Ion Transport and Rheological Behavior in Polymeric Systems

Author: Tsamopoulos, Alexandros

Year: 2026

Degree: Dissertation (Ph.D.)

Advisor: Wang, Zhen-Gang

Committee Members: Brady, John F.; Datta, Sujit; Kornfield, Julia A.; Wang, Zhen-Gang

Option: Chemical Engineering

Abstract

Ion-containing polymers are an important class of soft materials, owing to their applications in electrochemical energy storage, fuel cells, and membrane separations, as well as their rich ion transport and mechanical behavior. Their properties are governed by the interplay of polymer connectivity, ion correlations, segmental dynamics, and viscoelastic response across multiple length and time scales. This thesis examines these couplings using molecular simulations of polymer electrolytes, polymerized ionic liquids, and model polymeric fluids.
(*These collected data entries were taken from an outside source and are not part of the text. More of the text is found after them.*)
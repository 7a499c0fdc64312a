//! Type URIs and redirects from a SPARQL endpoint.

use std::collections::HashMap;
use std::time::Duration;

use orbis_common::settings::SparqlSettings;
use reqwest::blocking::Client;
use reqwest::header::ACCEPT;
use serde::Deserialize;
use tracing::debug;

use crate::error::{Result, TypeError};

const SPARQL_JSON: &str = "application/sparql-results+json";

/// Where the candidate type URIs of an entity come from.
pub trait TypeSource {
    /// Every type URI of `uri`, following `rdf:type` transitively.
    fn types_of(&self, uri: &str) -> Result<Vec<String>>;

    /// Redirect target of `uri`, if it is a redirect page.
    fn redirect_of(&self, uri: &str) -> Result<Option<String>>;
}

pub struct SparqlTypeSource {
    endpoint: String,
    client: Client,
}

impl SparqlTypeSource {
    pub fn new(endpoint: impl Into<String>, timeout: Duration) -> Result<Self> {
        let endpoint = endpoint.into();
        let client = Client::builder()
            .timeout(timeout)
            .build()
            .map_err(|source| TypeError::Http {
                endpoint: endpoint.clone(),
                source,
            })?;
        Ok(Self { endpoint, client })
    }

    pub fn from_settings(settings: &SparqlSettings) -> Result<Self> {
        Self::new(settings.endpoint.clone(), Duration::from_secs(settings.timeout_secs))
    }

    pub fn endpoint(&self) -> &str {
        &self.endpoint
    }

    fn select(&self, query: &str, var: &str) -> Result<Vec<String>> {
        debug!(endpoint = %self.endpoint, "SPARQL query:\n{query}");
        let http_error = |source| TypeError::Http {
            endpoint: self.endpoint.clone(),
            source,
        };

        let response = self
            .client
            .get(&self.endpoint)
            .query(&[("query", query), ("format", SPARQL_JSON)])
            .header(ACCEPT, SPARQL_JSON)
            .send()
            .map_err(http_error)?;

        let status = response.status();
        if !status.is_success() {
            return Err(TypeError::Status {
                endpoint: self.endpoint.clone(),
                status: status.as_u16(),
            });
        }

        let body = response.text().map_err(http_error)?;
        parse_bindings(&body, var)
    }
}

impl TypeSource for SparqlTypeSource {
    fn types_of(&self, uri: &str) -> Result<Vec<String>> {
        self.select(&types_query(uri), "obj")
    }

    fn redirect_of(&self, uri: &str) -> Result<Option<String>> {
        let targets = self.select(&redirect_query(uri), "redirected")?;
        Ok(targets.into_iter().next().filter(|target| target != uri))
    }
}

fn types_query(uri: &str) -> String {
    format!(
        "PREFIX rdf: <http://www.w3.org/1999/02/22-rdf-syntax-ns#>\n\
         SELECT DISTINCT ?obj\n\
         WHERE {{\n  <{uri}> (rdf:type)* ?obj .\n}}"
    )
}

fn redirect_query(uri: &str) -> String {
    format!(
        "SELECT DISTINCT ?redirected\n\
         WHERE {{\n  <{uri}> <http://dbpedia.org/ontology/wikiPageRedirects> ?redirected .\n}}"
    )
}

// ─────────────────────────────────────────────────────────────────────────
// SPARQL JSON results

#[derive(Debug, Deserialize)]
struct SparqlResponse {
    results: SparqlResults,
}

#[derive(Debug, Deserialize)]
struct SparqlResults {
    bindings: Vec<HashMap<String, SparqlValue>>,
}

#[derive(Debug, Deserialize)]
struct SparqlValue {
    value: String,
}

/// Values bound to `var`, in result order. Rows without it are skipped.
fn parse_bindings(body: &str, var: &str) -> Result<Vec<String>> {
    let response: SparqlResponse = serde_json::from_str(body)?;
    Ok(response
        .results
        .bindings
        .into_iter()
        .filter_map(|mut row| row.remove(var))
        .map(|binding| binding.value)
        .collect())
}

#[cfg(test)]
mod tests {
    use super::*;
    use pretty_assertions::assert_eq;

    #[test]
    fn test_parse_bindings() {
        let body = r#"{
            "head": {"vars": ["obj"]},
            "results": {"bindings": [
                {"obj": {"type": "uri", "value": "http://dbpedia.org/ontology/Person"}},
                {"other": {"type": "uri", "value": "ignored"}},
                {"obj": {"type": "uri", "value": "http://xmlns.com/foaf/0.1/Person"}}
            ]}
        }"#;
        assert_eq!(
            parse_bindings(body, "obj").unwrap(),
            vec![
                "http://dbpedia.org/ontology/Person".to_string(),
                "http://xmlns.com/foaf/0.1/Person".to_string(),
            ]
        );
    }

    #[test]
    fn test_parse_empty_and_malformed() {
        let empty = r#"{"head": {"vars": []}, "results": {"bindings": []}}"#;
        assert!(parse_bindings(empty, "obj").unwrap().is_empty());
        assert!(matches!(parse_bindings("<html>", "obj"), Err(TypeError::Parse(_))));
    }

    #[test]
    fn test_queries_embed_uri() {
        let uri = "http://dbpedia.org/resource/Berlin";
        assert!(types_query(uri).contains("<http://dbpedia.org/resource/Berlin> (rdf:type)* ?obj ."));
        assert!(redirect_query(uri).contains("<http://dbpedia.org/ontology/wikiPageRedirects> ?redirected"));
    }

    #[test]
    fn test_from_settings() {
        let settings = SparqlSettings {
            endpoint: "http://localhost:8890/sparql".to_string(),
            timeout_secs: 5,
        };
        let source = SparqlTypeSource::from_settings(&settings).unwrap();
        assert_eq!(source.endpoint(), "http://localhost:8890/sparql");
    }

    #[test]
    #[ignore = "queries the public DBpedia endpoint"]
    fn test_dbpedia_types() {
        let source = SparqlTypeSource::from_settings(&SparqlSettings::default()).unwrap();
        let types = source.types_of("http://dbpedia.org/resource/Berlin").unwrap();
        assert!(types.iter().any(|t| t == "http://dbpedia.org/ontology/City"));
    }
}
We first investigate ion transport in salt-doped polymer electrolytes and show how temperature and salt concentration jointly control ionic conductivity through their effect on polymer mobility. We then examine polymerized ionic liquids, focusing on how ion correlations and chain length influence polymer relaxation, Onsager transport coefficients, and ion conductivity. Next, we return to the polymer electrolyte system to study the role of salt in controlling their linear and nonlinear rheological response. Finally, we develop a hydrodynamic framework for the diffusion of anisotropic probes in complex fluids, demonstrating that probe motion is governed by the length-scale-dependent viscous response of the surrounding medium. Overall, the range of systems considered here reflects the broader challenge of understanding ion-containing and polymeric materials.